* ASSIGNED TASK
Please copy each line of the data that includes the string "levenshtein".

[Data excerpts]
//! Inverted full-text index over search records.
//!
//! Each record is indexed under three fields (title, section breadcrumb and
//! text). A query term matches an indexed term exactly, as a prefix, or
//! within a small edit distance; matches are weighted in that order and
//! scaled by the field boost and term frequency.

use std::collections::{BTreeMap, HashMap};

use dg_graph::DocsGraph;
use serde::{Deserialize, Serialize};

use crate::record::{SearchRecord, build_records};

const EXACT_WEIGHT: f64 = 1.0;
const PREFIX_WEIGHT: f64 = 0.5;
const FUZZY_WEIGHT: f64 = 0.25;

/// How per-term results are combined.
#[derive(Debug, Clone, Copy, Default, PartialEq, Eq, Serialize, Deserialize)]
pub enum CombineWith {
    /// Every query term must match.
    #[default]
    #[serde(rename = "AND")]
    And,
    /// Any query term may match.
    #[serde(rename = "OR")]
    Or,
}

#[derive(Debug, Clone, Copy, PartialEq, Serialize, Deserialize)]
pub struct FieldBoost {
    pub title: f64,
    pub section: f64,
    pub text: f64,
}

impl Default for FieldBoost {
    fn default() -> Self {
        Self {
            title: 4.0,
            section: 2.0,
            text: 1.0,
        }
    }
}

/// Index and query settings, serialized with the index.
#[derive(Debug, Clone, PartialEq, Serialize, Deserialize)]
#[serde(rename_all = "camelCase", default)]
pub struct SearchOptions {
    /// Allowed edit distance as a fraction of the query term length.
    pub fuzzy: f64,
    pub prefix: bool,
    pub combine_with: CombineWith,
    /// Character limit for indexed text.
    pub max_index_text_length: usize,
    pub boost: FieldBoost,
}

impl Default for SearchOptions {
    fn default() -> Self {
        Self {
            fuzzy: 0.15,
            prefix: true,
            combine_with: CombineWith::And,
            max_index_text_length: 600,
            boost: FieldBoost::default(),
        }
    }
}

#[derive(Debug, Clone, Copy, PartialEq, Eq, Hash, Serialize, Deserialize)]
#[serde(rename_all = "lowercase")]
pub enum Field {
    Title,
    Text,
    Section,
}

/// Occurrences of a term in one field of one record.
#[derive(Debug, Clone, Copy, PartialEq, Eq, Serialize, Deserialize)]
pub struct Posting {
    pub id: u32,
    pub field: Field,
    pub tf: u32,
}

/// A scored query result.
#[derive(Debug, Clone, PartialEq, Serialize)]
pub struct SearchHit<'a> {
    #[serde(flatten)]
    pub record: &'a SearchRecord,
    pub score: f64,
}

/// Serializable search index with stored records.
#[derive(Debug, Clone, PartialEq, Serialize, Deserialize)]
#[serde(rename_all = "camelCase")]
pub struct SearchIndex {
    pub options: SearchOptions,
    pub document_count: usize,
    /// Stored fields, sorted by id.
    pub records: Vec<SearchRecord>,
    pub index: BTreeMap<String, Vec<Posting>>,
}

impl SearchIndex {
    /// Index the given records.
    #[must_use]
    pub fn build(records: Vec<SearchRecord>, options: SearchOptions) -> Self {
        let mut index: BTreeMap<String, Vec<Posting>> = BTreeMap::new();

        for record in &records {
            for (field, value) in [
                (Field::Title, &record.title),
                (Field::Text, &record.text),
                (Field::Section, &record.section),
            ] {
                let mut counts: BTreeMap<String, u32> = BTreeMap::new();
                for term in tokenize(value) {
                    *counts.entry(term).or_default() += 1;
                }
                for (term, tf) in counts {
                    index.entry(term).or_default().push(Posting {
                        id: record.id,
                        field,
                        tf,
                    });
                }
            }
        }

        tracing::debug!(
            document_count = records.len(),
            term_count = index.len(),
            "Search index built"
        );

        Self {
            options,
            document_count: records.len(),
            records,
            index,
        }
    }

    /// Build records from a graph and index them.
    #[must_use]
    pub fn from_graph(graph: &DocsGraph, options: SearchOptions) -> Self {
        let records = build_records(graph, options.max_index_text_length);
        Self::build(records, options)
    }

    pub fn to_json(&self) -> Result<String, serde_json::Error> {
        serde_json::to_string(self)
    }

    pub fn from_json(json: &str) -> Result<Self, serde_json::Error> {
        serde_json::from_str(json)
    }

    /// Look up a stored record.
    #[must_use]
    pub fn record(&self, id: u32) -> Option<&SearchRecord> {
        self.records
            .binary_search_by_key(&id, |r| r.id)
            .ok()
            .map(|idx| &self.records[idx])
    }

    /// Run a query with the index options.
    ///
    /// Results are ordered by score, best first, ties by record id.
    #[must_use]
    pub fn search(&self, query: &str) -> Vec<SearchHit<'_>> {
        let terms = tokenize(query);
        if terms.is_empty() {
            return Vec::new();
        }

        let mut combined: Option<HashMap<u32, f64>> = None;
        for term in &terms {
            let scores = self.term_scores(term);
            combined = Some(match (combined, self.options.combine_with) {
                (None, _) => scores,
                (Some(mut acc), CombineWith::And) => {
                    acc.retain(|id, _| scores.contains_key(id));
                    for (id, score) in &mut acc {
                        *score += scores[id];
                    }
                    acc
                }
                (Some(mut acc), CombineWith::Or) => {
                    for (id, score) in scores {
                        *acc.entry(id).or_default() += score;
                    }
                    acc
                }
            });
        }

        let mut hits: Vec<SearchHit<'_>> = combined
            .unwrap_or_default()
            .into_iter()
            .filter_map(|(id, score)| self.record(id).map(|record| SearchHit { record, score }))
            .collect();
        hits.sort_by(|a, b| {
            b.score
                .total_cmp(&a.score)
                .then_with(|| a.record.id.cmp(&b.record.id))
        });
        hits
    }

    /// Scores of every record matching one query term.
    fn term_scores(&self, term: &str) -> HashMap<u32, f64> {
        let max_distance = max_edit_distance(term, self.options.fuzzy);
        let mut scores: HashMap<u32, f64> = HashMap::new();

        for (indexed, postings) in &self.index {
            let Some(weight) = self.match_weight(term, indexed, max_distance) else {
                continue;
            };
            for posting in postings {
                let boost = match posting.field {
                    Field::Title => self.options.boost.title,
                    Field::Section => self.options.boost.section,
                    Field::Text => self.options.boost.text,
                };
                *scores.entry(posting.id).or_default() += boost * f64::from(posting.tf) * weight;
            }
        }
        scores
    }

    #[allow(clippy::cast_precision_loss)]
    fn match_weight(&self, term: &str, indexed: &str, max_distance: usize) -> Option<f64> {
        if indexed == term {
            return Some(EXACT_WEIGHT);
        }
        if self.options.prefix && indexed.starts_with(term) {
            return Some(PREFIX_WEIGHT);
        }
        if max_distance == 0 {
            return None;
        }
        let len_diff = indexed.chars().count().abs_diff(term.chars().count());
        if len_diff > max_distance {
            return None;
        }
        let distance = levenshtein(term, indexed);
        (distance <= max_distance).then(|| FUZZY_WEIGHT / (1.0 + distance as f64))
    }
}

/// Lowercased alphanumeric runs.
#[must_use]
pub fn tokenize(text: &str) -> Vec<String> {
    text.split(|c: char| !c.is_alphanumeric())
        .filter(|t| !t.is_empty())
        .map(str::to_lowercase)
        .collect()
}

#[allow(
    clippy::cast_possible_truncation,
    clippy::cast_sign_loss,
    clippy::cast_precision_loss
)]
fn max_edit_distance(term: &str, fuzzy: f64) -> usize {
    (term.chars().count() as f64 * fuzzy).round() as usize
}

fn levenshtein(a: &str, b: &str) -> usize {
    let b: Vec<char> = b.chars().collect();
    let mut previous: Vec<usize> = (0..=b.len()).collect();
    let mut current = vec![0; b.len() + 1];

    for (i, ca) in a.chars().enumerate() {
        current[0] = i + 1;
        for (j, cb) in b.iter().enumerate() {
            let substitution = previous[j] + usize::from(ca != *cb);
            current[j + 1] = substitution.min(previous[j + 1] + 1).min(current[j] + 1);
        }
        std::mem::swap(&mut previous, &mut current);
    }
    previous[b.len()]
}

* REPLY TO THE EXERCISE
        let distance = levenshtein(term, indexed);
fn levenshtein(a: &str, b: &str) -> usize {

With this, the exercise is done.